И от Натальи Петровны зависит. Что конкретно сыграет актриса в своем отношении к нему? В чем зерно ее увлечения? Где начало?
У поляков в спектакле студента играл заурядный студент — худенький, гибкий, и только. Он ловко прыгал, очень смущался, видя Наталью Петровну. Возможно, ей было ясно, за что она любит его, но мне это не было ясно. Она смотрела влюбленно, и больше ничего.
Она его любила лишь по сюжету, не больше.
Но если не по сюжету, а будто на самом деле? Каков он сам и в чем сердцевина ее отношения к нему?
Избежать здесь абстрактно-нежного взгляда Натальи Петровны... В этой любви нужно бы вскрыть какую-то ярость, чтобы отчетливее выразить драму невозможности, неосуществимости.
Интересно сделать так, чтобы настроение Натальи Петровны колебалось от бурного желания участвовать в какой-то игре с Верочкой и студентом, в их беготне, азарте и прочем (и она это делает) до полной мрачной отчужденности, когда Наталья Петровна, замкнувшись, смотрит на всех со стороны и чуть ли не с ненавистью.
Когда читаешь большого писателя, допустим Толстого, то в строении каждой фразы чудится какая-то тайна.
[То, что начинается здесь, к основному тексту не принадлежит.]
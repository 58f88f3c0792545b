//! JSON configuration and business-unit profiles.

use serde::{Deserialize, Serialize};
use std::path::{Path, PathBuf};
use std::time::Duration;
use vintage_matrix::{
    CohortRatioMatrixBuilder, DEFAULT_MAX_OFFSET, Dimension, FactSchema, GroupFilter,
};

use crate::error::ConfigError;

/// Column family and maturity convention of one business unit.
#[derive(Debug, Clone, PartialEq, Eq, Serialize, Deserialize)]
pub struct BusinessUnitProfile {
    /// Business unit value, matched against the business unit column
    pub name: String,
    /// Numerator column prefix, e.g. `saldo_capital_total_c`
    pub numerator_prefix: String,
    /// Denominator column prefix, e.g. `capital_c`
    pub denominator_prefix: String,
    /// Highest offset; falls back to [`VintageConfig::default_max_offset`]
    #[serde(default)]
    pub max_offset: Option<u32>,
    /// Volume column used when the offset-1 denominator is missing
    #[serde(default)]
    pub volume_column: Option<String>,
}

impl BusinessUnitProfile {
    /// Profile with no offset or volume overrides.
    pub fn new(
        name: impl Into<String>,
        numerator_prefix: impl Into<String>,
        denominator_prefix: impl Into<String>,
    ) -> Self {
        Self {
            name: name.into(),
            numerator_prefix: numerator_prefix.into(),
            denominator_prefix: denominator_prefix.into(),
            max_offset: None,
            volume_column: None,
        }
    }

    /// Matrix builder restricted to this business unit.
    ///
    /// Further filters and alignment options are layered on by the caller.
    pub fn matrix_builder(&self, config: &VintageConfig) -> CohortRatioMatrixBuilder {
        let mut builder =
            CohortRatioMatrixBuilder::new(&self.numerator_prefix, &self.denominator_prefix)
                .schema(config.schema.clone())
                .max_offset(self.max_offset.unwrap_or(config.default_max_offset))
                .filter(GroupFilter::equals(Dimension::BusinessUnit, &self.name));

        if let Some(column) = &self.volume_column {
            builder = builder.volume_column(column);
        }
        builder
    }
}

/// Top-level configuration.
#[derive(Debug, Clone, PartialEq, Eq, Serialize, Deserialize)]
#[serde(default)]
pub struct VintageConfig {
    /// Fact table loaded when no path is given on the command line
    pub dataset: Option<PathBuf>,
    /// Dataset cache time-to-live; `None` never expires
    pub cache_ttl_secs: Option<u64>,
    /// Fixed column names
    pub schema: FactSchema,
    /// Highest offset for profiles that do not set one
    pub default_max_offset: u32,
    /// Value column summed by the exposure breakdown
    pub exposure_column: String,
    /// Known business units
    pub profiles: Vec<BusinessUnitProfile>,
}

impl Default for VintageConfig {
    fn default() -> Self {
        Self {
            dataset: None,
            cache_ttl_secs: Some(3600),
            schema: FactSchema::default(),
            default_max_offset: DEFAULT_MAX_OFFSET,
            exposure_column: "saldo_capital_total_c1".to_string(),
            profiles: vec![
                BusinessUnitProfile {
                    max_offset: Some(24),
                    ..BusinessUnitProfile::new("PR", "saldo_capital_total_c", "capital_c")
                },
                BusinessUnitProfile {
                    max_offset: Some(36),
                    ..BusinessUnitProfile::new("CONSUMO", "saldo_vencido_c", "saldo_capital_total_c")
                },
            ],
        }
    }
}

impl VintageConfig {
    /// Load and validate a JSON config file.
    pub fn from_file(path: impl AsRef<Path>) -> Result<Self, ConfigError> {
        let path = path.as_ref();
        let content = std::fs::read_to_string(path)?;
        let config = Self::from_json(&content)?;
        log::debug!(
            "loaded config from {} ({} profiles)",
            path.display(),
            config.profiles.len()
        );
        Ok(config)
    }

    /// Parse and validate a JSON config document.
    pub fn from_json(content: &str) -> Result<Self, ConfigError> {
        let config: Self = serde_json::from_str(content)?;
        config.validate()?;
        Ok(config)
    }

    /// Check offsets are positive and profile names unique and non-empty.
    pub fn validate(&self) -> Result<(), ConfigError> {
        if self.default_max_offset == 0 {
            return Err(ConfigError::Invalid(
                "default_max_offset must be at least 1".to_string(),
            ));
        }

        let mut seen = std::collections::BTreeSet::new();
        for profile in &self.profiles {
            if profile.name.trim().is_empty() {
                return Err(ConfigError::Invalid("profile name is empty".to_string()));
            }
            if profile.max_offset == Some(0) {
                return Err(ConfigError::Invalid(format!(
                    "profile {}: max_offset must be at least 1",
                    profile.name
                )));
            }
            if !seen.insert(profile.name.to_lowercase()) {
                return Err(ConfigError::Invalid(format!(
                    "duplicate profile: {}",
                    profile.name
                )));
            }
        }
        Ok(())
    }

    /// Look up a profile by name, ignoring case.
    pub fn profile(&self, name: &str) -> Result<&BusinessUnitProfile, ConfigError> {
        self.profiles
            .iter()
            .find(|p| p.name.eq_ignore_ascii_case(name))
            .ok_or_else(|| ConfigError::UnknownProfile(name.to_string()))
    }

    /// Cache time-to-live as a [`Duration`].
    pub fn cache_ttl(&self) -> Option<Duration> {
        self.cache_ttl_secs.map(Duration::from_secs)
    }
}
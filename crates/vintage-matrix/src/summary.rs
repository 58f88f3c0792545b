//! Trailing `mean` / `max` / `min` rows.

use serde::{Deserialize, Serialize};

use crate::matrix::{MatrixRow, RowKey};

/// Kind of summary row.
#[derive(Debug, Clone, Copy, PartialEq, Eq, Hash, Serialize, Deserialize)]
#[serde(rename_all = "snake_case")]
pub enum SummaryKind {
    /// Arithmetic mean of the non-null cells
    Mean,
    /// Largest non-null cell
    Max,
    /// Smallest non-null cell
    Min,
}

impl SummaryKind {
    /// Summary rows in display order.
    pub const ALL: [Self; 3] = [Self::Mean, Self::Max, Self::Min];

    /// Row label.
    pub const fn as_str(&self) -> &'static str {
        match self {
            Self::Mean => "mean",
            Self::Max => "max",
            Self::Min => "min",
        }
    }

    /// Aggregate the non-null values; `None` when there are none.
    pub fn apply(&self, values: impl IntoIterator<Item = Option<f64>>) -> Option<f64> {
        let present: Vec<f64> = values.into_iter().flatten().collect();
        if present.is_empty() {
            return None;
        }
        match self {
            Self::Mean => Some(present.iter().sum::<f64>() / present.len() as f64),
            Self::Max => present.into_iter().reduce(f64::max),
            Self::Min => present.into_iter().reduce(f64::min),
        }
    }
}

/// Compute summary rows over the cohort rows of `rows`.
///
/// Rows that are already summaries are ignored, so summaries never feed into
/// each other. `initial_volume` is summarised only when `summarize_volume`
/// is set; otherwise it is null in every summary row.
pub(crate) fn summarize(rows: &[MatrixRow], width: usize, summarize_volume: bool) -> Vec<MatrixRow> {
    let cohorts: Vec<&MatrixRow> = rows.iter().filter(|r| !r.key.is_summary()).collect();

    SummaryKind::ALL
        .iter()
        .map(|kind| {
            let cells = (0..width)
                .map(|index| {
                    kind.apply(
                        cohorts
                            .iter()
                            .map(|r| r.cells.get(index).copied().flatten()),
                    )
                })
                .collect();
            let initial_volume = if summarize_volume {
                kind.apply(cohorts.iter().map(|r| r.initial_volume))
            } else {
                None
            };
            MatrixRow {
                key: RowKey::Summary(*kind),
                cells,
                initial_volume,
            }
        })
        .collect()
}
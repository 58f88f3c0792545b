//! Resolve datasets, profiles and filters into matrix builds.

use polars::prelude::DataFrame;
use std::path::{Path, PathBuf};
use std::sync::Arc;
use vintage::{BusinessUnitProfile, ConfigError, VintageConfig, VintageError};
use vintage_data::DatasetCache;
use vintage_matrix::{
    Alignment, CohortMonth, CohortRatioMatrixBuilder, Dimension, GroupFilter,
};

/// Matrix parameters collected from the command line.
#[derive(Debug, Clone, Default)]
pub(crate) struct MatrixRequest {
    /// Business unit profile name.
    pub(crate) unit: Option<String>,
    /// Numerator prefix override.
    pub(crate) numerator: Option<String>,
    /// Denominator prefix override.
    pub(crate) denominator: Option<String>,
    /// Highest offset override.
    pub(crate) max_offset: Option<u32>,
    /// Column alignment.
    pub(crate) alignment: Alignment,
    /// Trailing window in months.
    pub(crate) window: Option<u32>,
    /// Dimension filters.
    pub(crate) filters: Vec<GroupFilter>,
    /// Append mean/max/min rows.
    pub(crate) summary: bool,
    /// Aggregate `initial_volume` in summary rows.
    pub(crate) summarize_volume: bool,
    /// Explicit close months for triangular alignment.
    pub(crate) close_months: Vec<String>,
}

/// Load the configuration file, or the defaults when none is given.
pub(crate) fn load_config(path: Option<&Path>) -> Result<VintageConfig, ConfigError> {
    path.map_or_else(|| Ok(VintageConfig::default()), VintageConfig::from_file)
}

/// Pick the dataset path: command line first, then configuration.
pub(crate) fn dataset_path(
    explicit: Option<PathBuf>,
    config: &VintageConfig,
) -> Result<PathBuf, ConfigError> {
    explicit.or_else(|| config.dataset.clone()).ok_or_else(|| {
        ConfigError::Invalid("no dataset given; pass --data or set \"dataset\" in the config".into())
    })
}

/// Load the fact table through the dataset cache.
pub(crate) fn load_dataset(
    cache: &mut DatasetCache,
    path: &Path,
) -> Result<Arc<DataFrame>, VintageError> {
    Ok(cache.get_or_load(path)?)
}

/// Filters for the repeated `--branch`, `--product` and `--channel` flags.
///
/// A flag that was not given adds no filter.
pub(crate) fn dimension_filters(
    branches: Vec<String>,
    products: Vec<String>,
    channels: Vec<String>,
) -> Vec<GroupFilter> {
    [
        (Dimension::Branch, branches),
        (Dimension::ProductGroup, products),
        (Dimension::ChannelOrigin, channels),
    ]
    .into_iter()
    .filter(|(_, values)| !values.is_empty())
    .map(|(dimension, values)| GroupFilter::one_of(dimension, values))
    .collect()
}

/// Resolve the profile named by the request, applying prefix overrides.
fn resolve_profile(
    request: &MatrixRequest,
    config: &VintageConfig,
) -> Result<Option<BusinessUnitProfile>, ConfigError> {
    request
        .unit
        .as_deref()
        .map(|unit| {
            let mut profile = config.profile(unit)?.clone();
            if let Some(numerator) = &request.numerator {
                profile.numerator_prefix.clone_from(numerator);
            }
            if let Some(denominator) = &request.denominator {
                profile.denominator_prefix.clone_from(denominator);
            }
            Ok(profile)
        })
        .transpose()
}

/// Turn a request into a configured builder.
pub(crate) fn matrix_builder(
    request: &MatrixRequest,
    config: &VintageConfig,
) -> Result<CohortRatioMatrixBuilder, VintageError> {
    let builder = match resolve_profile(request, config)? {
        Some(profile) => profile.matrix_builder(config),
        None => match (&request.numerator, &request.denominator) {
            (Some(numerator), Some(denominator)) => {
                CohortRatioMatrixBuilder::new(numerator, denominator)
                    .schema(config.schema.clone())
                    .max_offset(config.default_max_offset)
            }
            _ => {
                return Err(ConfigError::Invalid(
                    "pass --unit, or both --numerator and --denominator".into(),
                )
                .into());
            }
        },
    };

    let mut builder = builder
        .alignment(request.alignment)
        .filters(request.filters.iter().cloned())
        .include_summary(request.summary)
        .summarize_volume(request.summarize_volume);

    if let Some(max_offset) = request.max_offset {
        builder = builder.max_offset(max_offset);
    }
    if let Some(window) = request.window {
        builder = builder.window_months(window);
    }
    if !request.close_months.is_empty() {
        let months = request
            .close_months
            .iter()
            .map(|m| CohortMonth::parse(m))
            .collect::<Result<Vec<_>, _>>()?;
        builder = builder.close_months(months);
    }

    Ok(builder)
}

/// Title shown above rendered output.
pub(crate) fn title(request: &MatrixRequest) -> String {
    match (&request.unit, &request.numerator, &request.denominator) {
        (Some(unit), _, _) => format!("Vintage {unit}"),
        (None, Some(numerator), Some(denominator)) => {
            format!("Vintage {numerator}N / {denominator}N")
        }
        _ => "Vintage".to_string(),
    }
}
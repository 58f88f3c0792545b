//! Loading fact tables from disk through the cache.

use polars::prelude::*;
use std::fs::File;
use std::sync::Arc;
use std::time::Duration;
use vintage_data::{DataError, DatasetCache, load_facts};

fn sample() -> DataFrame {
    DataFrame::new(vec![
        Series::new("origination_period".into(), &["2024-01", "2024-02"]).into(),
        Series::new("business_unit".into(), &["PR", "CONSUMO"]).into(),
        Series::new("npl_1".into(), &[Some(1.5), None]).into(),
        Series::new("cap_1".into(), &[10.0, 20.0]).into(),
    ])
    .unwrap()
}

#[test]
fn test_parquet_and_csv_load_the_same_table() {
    let dir = tempfile::tempdir().unwrap();

    let parquet_path = dir.path().join("facts.parquet");
    let mut frame = sample();
    ParquetWriter::new(File::create(&parquet_path).unwrap())
        .finish(&mut frame)
        .unwrap();

    let csv_path = dir.path().join("facts.csv");
    CsvWriter::new(File::create(&csv_path).unwrap())
        .finish(&mut frame)
        .unwrap();

    let from_parquet = load_facts(&parquet_path).unwrap();
    let from_csv = load_facts(&csv_path).unwrap();

    assert_eq!(from_parquet.shape(), (2, 4));
    assert_eq!(from_csv.shape(), (2, 4));
    assert_eq!(from_parquet.column("npl_1").unwrap().null_count(), 1);
    assert_eq!(from_csv.column("npl_1").unwrap().null_count(), 1);
}

#[test]
fn test_cache_serves_shared_frame() {
    let dir = tempfile::tempdir().unwrap();
    let path = dir.path().join("facts.parquet");
    let mut frame = sample();
    ParquetWriter::new(File::create(&path).unwrap())
        .finish(&mut frame)
        .unwrap();

    let mut cache = DatasetCache::with_ttl(Duration::from_secs(600));
    let first = cache.get_or_load(&path).unwrap();
    let second = cache.get_or_load(&path).unwrap();

    assert!(Arc::ptr_eq(&first, &second));
    assert_eq!(cache.stats().loads, 1);
    assert_eq!(cache.stats().hits, 1);
}

#[test]
fn test_unsupported_extension() {
    let dir = tempfile::tempdir().unwrap();
    let path = dir.path().join("facts.xlsx");
    std::fs::write(&path, "not a spreadsheet").unwrap();

    assert!(matches!(
        load_facts(&path),
        Err(DataError::UnsupportedFormat(_))
    ));
}
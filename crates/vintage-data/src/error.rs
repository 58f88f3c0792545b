//! Error types for data operations.

use std::path::PathBuf;
use thiserror::Error;

/// Result type for data operations.
pub type Result<T> = std::result::Result<T, DataError>;

/// Errors that can occur while loading the fact table.
#[derive(Debug, Error)]
pub enum DataError {
    /// Dataset file does not exist
    #[error("Dataset not found: {}", .0.display())]
    NotFound(PathBuf),

    /// File extension is not a supported tabular format
    #[error("Unsupported dataset format: {0}")]
    UnsupportedFormat(String),

    /// Polars error
    #[error("Polars error: {0}")]
    Polars(#[from] polars::prelude::PolarsError),

    /// IO error
    #[error("IO error: {0}")]
    Io(#[from] std::io::Error),
}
Именно само построение фразы как бы вовлекает тебя в некую таинственную глубину. Это похоже на такое ощущение: когда едешь по морю и смотришь на воду, то сразу понимаешь, что это не какая-нибудь обмелевшая речушка, а море. Ведь как-то по-иному воспринимается вода, если она глубокая. Разумеется, говоря о достоинствах писателя, упоминать воду, даже глубокую, — рискованно. Но что делать, если на ум пришло именно такое сравнение?
Я не могу заставить себя читать книгу, где первая, или, пускай, пятая, или пятнадцатая фраза не дадут мне почувствовать, что тут глубина огромна. Что я плыву, а подо мной не три, а сто три метра. Вода кажется иной густоты, когда глубока.